Beginners are welcome here (make sure you’ve got your skills and safety down and have some experienced climbers in your group). Half the park’s climbing routes are rated 5.9 or less and can be climbed with chocks or top ropes. The most popular climbing routes for novices are in the Chico and Dizzy sections of Mont Césaire and at Staircase on Mont King. The 80m L’Arabesque (5.3), also at Césaire, is a classic training route for multi-pitch trad climbing.
The upper echelons
If you’re an intermediate or advanced climber, you’ll be in your element on the trad and mixed routes at Champs-Élysées, l’Aiguille and La Bleue. Prefer sport climbing? Go to Dame de Coeur or Gemini. Or if you’re into high flying, head over to Mont King and try out l’Impériale (5.9) or l’Amphithéâtre (5.7). You’ll find classic fissures like the Sceptre (5.9) or Crown (5.10a), and impressive overhangs that intersect with extreme routes like Le Toit de Ben (5.13a) or La Zébrée (5.14a).
Conquer La Zébrée
Easily one of the most difficult crack lines in North America and the hardest in Quebec, La Zébrée is graded 5.14a. It’s extremely steep: 10 of its 25 metres are overhang. One of its many quirks is that it seeps badly in spring and is rarely dry even in summer. Die-hards will spend hours drying the crack because it’s just so gorgeous and well worth the trouble.

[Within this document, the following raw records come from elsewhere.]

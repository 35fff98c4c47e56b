use serde::{Deserialize, Serialize};
use std::borrow::Cow;
use std::collections::HashMap;
use validator::{HasLen, Validate, ValidationError, ValidationErrors};

pub fn from_validation_errors(e: ValidationErrors) -> String {
    let mut err_str = "".to_string();
    let errors_map: HashMap<&'static str, &Vec<ValidationError>> = e.field_errors();
    let mut fields: Vec<_> = errors_map.into_iter().collect();
    fields.sort_by_key(|(k, _)| *k);
    for (_, value) in fields {
        for item in value {
            match item.message.as_ref() {
                None => (),
                Some(s) => {
                    if err_str.length() > 0 {
                        err_str.push_str(" , ");
                    }
                    err_str.push_str(s)
                }
            }
        }
    }
    err_str
}

#[derive(Validate, Serialize, Deserialize, Debug)]
pub struct LoginForm {
    #[validate(email(message = "Please enter a valid email"))]
    pub email: String,
    #[validate(length(min = 6, message = "Password must be at least 6 characters"))]
    #[validate(length(max = 32, message = "Password must be at most 32 characters"))]
    #[validate(custom = "validate_password")]
    pub password: String,
}

#[derive(Validate, Serialize, Deserialize, Debug)]
pub struct RegisterForm {
    #[validate(length(min = 1, message = "Name is required"))]
    #[validate(length(max = 64, message = "Name is too long"))]
    pub name: String,

    #[validate(email(message = "Please enter a valid email"))]
    pub email: String,

    #[validate(length(min = 6, message = "Password must be at least 6 characters"))]
    #[validate(length(max = 32, message = "Password must be at most 32 characters"))]
    #[validate(custom = "validate_password")]
    pub password: String,
}

// the admin form only checks that both fields are present
#[derive(Validate, Serialize, Deserialize, Debug)]
pub struct AdminLoginForm {
    #[validate(length(min = 1, message = "Email is required"))]
    pub email: String,
    #[validate(length(min = 1, message = "Password is required"))]
    pub password: String,
}

#[derive(Validate, Serialize, Deserialize, Debug)]
pub struct ForgotPasswordForm {
    #[validate(email(message = "Please enter a valid email"))]
    pub email: String,
}

#[derive(Validate, Serialize, Deserialize, Debug, Default)]
pub struct ProfileForm {
    #[validate(length(min = 1, message = "Name is required"))]
    #[validate(length(max = 64, message = "Name is too long"))]
    pub name: Option<String>,
    #[validate(length(max = 280, message = "Bio must be at most 280 characters"))]
    pub bio: Option<String>,
    #[validate(length(max = 64, message = "Location is too long"))]
    pub location: Option<String>,
    pub skills: Option<Vec<String>>,
}

pub fn validate_password(s: &str) -> Result<(), ValidationError> {
    if s.contains(char::is_whitespace) {
        return Err(ValidationError {
            code: Cow::from("white_space"),
            message: Some(Cow::from("Password must not contain whitespace")),
            params: Default::default(),
        });
    }
    Ok(())
}
pub mod challenge_dao;
pub mod contest_dao;
pub mod crud;
pub mod dashboard_dao;
pub mod database;
pub mod seed;
pub mod submission_dao;
pub mod user_dao;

Once you’ve worn yourself out, get a group together and go into the village of Val-David for an amazing dinner. La Table des Gourmets is great. You know those dishes that look so chic you almost don’t want to eat them? That’s what they serve here. For a less expensive meal, check out Restaurant L’Epicurieux. Here you’ll find fantastic Canadian comfort food made classy.